The Tour de Yorkshire has been cancelled for a third time, with financial difficulties meaning 2022 race will not be held.
The four-day stage race for the men and two-stage event for women was expected to take place around April and May of 2022 with the event but will not be on the UCI race calendar, having already been absent from the calendar in 2020 and 2021.
Previous editions were organised by the Welcome to Yorkshire tourism agency along with Tour de France organisers ASO.
“For 7 years now our teams have been working towards the realisation of the event, which after 5 editions has become a real marker in cycling's spring season," ASO CEO Yann Le Moenner said.
"After 2 back-to-back cancellations due to the Covid-19 pandemic hitting in early 2020, and considering economic factors, some of which result from it, it has been decided by mutual agreement that the Tour de Yorkshire will not be organised in 2022.”

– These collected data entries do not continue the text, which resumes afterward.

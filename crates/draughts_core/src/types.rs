use serde::{Deserialize, Serialize};
use std::fmt;

use crate::error::RulesError;
use crate::geometry::Direction;

/// Playable square identity, 1..=50, row-major over the dark cells.
pub type Square = u8;

pub const NUM_SQUARES: usize = 50;
pub const BOARD_SIZE: u8 = 10;
pub const SQUARES_PER_ROW: u8 = 5;
pub const PIECES_PER_SIDE: usize = 20;

#[derive(Clone, Copy, Debug, PartialEq, Eq, Hash, Serialize, Deserialize)]
#[serde(rename_all = "lowercase")]
pub enum Color {
    White,
    Brown,
}

impl Color {
    pub const ALL: [Color; 2] = [Color::White, Color::Brown];

    pub fn other(self) -> Color {
        match self {
            Color::White => Color::Brown,
            Color::Brown => Color::White,
        }
    }

    pub fn idx(self) -> usize {
        match self {
            Color::White => 0,
            Color::Brown => 1,
        }
    }

    /// Row on which a man of this color is crowned.
    pub fn promotion_row(self) -> u8 {
        match self {
            Color::White => 0,
            Color::Brown => BOARD_SIZE - 1,
        }
    }

    /// The two directions a man of this color steps in without capturing.
    pub fn forward(self) -> [Direction; 2] {
        match self {
            Color::White => [Direction::UpLeft, Direction::UpRight],
            Color::Brown => [Direction::DownLeft, Direction::DownRight],
        }
    }
}

impl fmt::Display for Color {
    fn fmt(&self, f: &mut fmt::Formatter<'_>) -> fmt::Result {
        match self {
            Color::White => write!(f, "white"),
            Color::Brown => write!(f, "brown"),
        }
    }
}

#[derive(Clone, Copy, Debug, PartialEq, Eq, Hash, Serialize, Deserialize)]
#[serde(rename_all = "lowercase")]
pub enum Rank {
    Man,
    King,
}

#[derive(Clone, Copy, Debug, PartialEq, Eq, Hash, Serialize, Deserialize)]
pub struct Piece {
    pub color: Color,
    pub rank: Rank,
}

impl Piece {
    pub const fn man(color: Color) -> Self {
        Self {
            color,
            rank: Rank::Man,
        }
    }

    pub const fn king(color: Color) -> Self {
        Self {
            color,
            rank: Rank::King,
        }
    }

    pub fn is_king(self) -> bool {
        self.rank == Rank::King
    }

    /// Symbol used in board snapshot tokens.
    pub fn symbol(self) -> char {
        match (self.color, self.rank) {
            (Color::White, Rank::Man) => '1',
            (Color::White, Rank::King) => '2',
            (Color::Brown, Rank::Man) => '-',
            (Color::Brown, Rank::King) => '=',
        }
    }

    /// Inverse of [`Piece::symbol`]. `'0'` (an empty square) yields `None`.
    pub fn from_symbol(ch: char) -> Option<Option<Piece>> {
        match ch {
            '0' => Some(None),
            '1' => Some(Some(Piece::man(Color::White))),
            '2' => Some(Some(Piece::king(Color::White))),
            '-' => Some(Some(Piece::man(Color::Brown))),
            '=' => Some(Some(Piece::king(Color::Brown))),
            _ => None,
        }
    }
}

/// A complete move for one side: the starting square, every landing square
/// in order, and the squares of the pieces captured on the way (empty for a
/// simple move).
#[derive(Clone, Debug, PartialEq, Eq, Hash)]
pub struct Move {
    pub from: Square,
    pub path: Vec<Square>,
    pub captured: Vec<Square>,
}

impl Move {
    pub fn simple(from: Square, to: Square) -> Self {
        Self {
            from,
            path: vec![to],
            captured: Vec::new(),
        }
    }

    pub fn capture(from: Square, path: Vec<Square>, captured: Vec<Square>) -> Self {
        debug_assert_eq!(path.len(), captured.len());
        Self {
            from,
            path,
            captured,
        }
    }

    /// Final landing square.
    pub fn to(&self) -> Square {
        self.path.last().copied().unwrap_or(self.from)
    }

    pub fn is_capture(&self) -> bool {
        !self.captured.is_empty()
    }
}

impl fmt::Display for Move {
    fn fmt(&self, f: &mut fmt::Formatter<'_>) -> fmt::Result {
        let sep = if self.is_capture() { 'x' } else { '-' };
        write!(f, "{}", self.from)?;
        for sq in &self.path {
            write!(f, "{sep}{sq}")?;
        }
        Ok(())
    }
}

// Helpers
pub const fn is_valid_square(sq: Square) -> bool {
    sq >= 1 && sq as usize <= NUM_SQUARES
}

/// Validates a raw square identifier coming from outside the engine.
pub fn check_square(raw: u8) -> Result<Square, RulesError> {
    if is_valid_square(raw) {
        Ok(raw)
    } else {
        Err(RulesError::InvalidSquare(raw))
    }
}

pub const fn row_of(sq: Square) -> u8 {
    (sq - 1) / SQUARES_PER_ROW
}

pub const fn col_of(sq: Square) -> u8 {
    let offset = 2 * ((sq - 1) % SQUARES_PER_ROW);
    if row_of(sq) % 2 == 0 {
        offset + 1
    } else {
        offset
    }
}

/// Square at a board coordinate, or `None` for light cells and off-board
/// coordinates.
pub const fn square_at(row: i8, col: i8) -> Option<Square> {
    if row < 0 || col < 0 || row >= BOARD_SIZE as i8 || col >= BOARD_SIZE as i8 {
        return None;
    }
    if (row + col) % 2 == 0 {
        return None;
    }
    Some(row as u8 * SQUARES_PER_ROW + col as u8 / 2 + 1)
}
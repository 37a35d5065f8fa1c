use std::path::PathBuf;

use draughts_core::{Color, RulesError};

#[derive(thiserror::Error, Debug)]
pub enum GameError {
    #[error(transparent)]
    Rules(#[from] RulesError),

    #[error("the game is already over")]
    GameOver,

    #[error("it is the computer's turn")]
    NotHumanTurn,

    #[error("it is the human's turn")]
    NotComputerTurn,

    /// The side to move is blocked. Not a loss; the caller decides.
    #[error("{0} has no legal move")]
    NoLegalMoves(Color),
}

#[derive(thiserror::Error, Debug)]
pub enum ConfigError {
    #[error("failed to read {path}: {source}")]
    Io {
        path: PathBuf,
        #[source]
        source: std::io::Error,
    },

    #[error("invalid configuration: {0}")]
    Parse(#[from] toml::de::Error),
}

/// Failure writing or reading a record or stats file.
#[derive(thiserror::Error, Debug)]
pub enum PersistError {
    #[error(transparent)]
    Io(#[from] std::io::Error),

    #[error(transparent)]
    Json(#[from] serde_json::Error),

    #[error(transparent)]
    Rules(#[from] RulesError),
}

“Whatever the case, the Tour de France and A.S.O. will always remain close to Yorkshire because of the fantastic Grand Départ in 2014 and 5 successful editions of the Tour de Yorkshire which deserve a follow-up.”
After the cancellation of the 2021 event organisers talked of how they would put their energies into bringing the race back "bigger and better" than ever in 2020. This time, however, they did not outline if the event would return in 2023, or indeed at all, following its third cancellation.
The race was one of many cancelled or postponed in 2020 when the cycling season was suspended. When the season restarted and other events were rescheduled ,a decision was made in November of 2020 to also call off the 2021 event. At the time Welcome to Yorkshire said was unwilling to commit resources to an event it couldn't be certain of.
Other British cycling events faced cancellation in 2020 and postponement earlier this year due to the COVID-19 pandemic, but racing has resumed with the Tour of Britain running from September 5-12 and the Women's Tour set to run from October 4-9.
The organisers of the Tour de Yorkshire said they had continued to discuss bringing the race back to Yorkshire as soon as it was to be deemed safe and viable to do so, but agreed that the impact of the COVID-19 pandemic, combined with escalating financial challenges and uncertainties meant they believed it would be unviable in 2022.
“Whilst the news about the Tour de Yorkshire will be disappointing to hear for many, it’s important for Welcome to Yorkshire to now focus on imminent events and to continue planning for future annual campaigns, similar to 2021’s acclaimed ‘Walkshire’, promoting the whole of the county every day of the year,” said chair of Welcome to Yorkshire Peter Box.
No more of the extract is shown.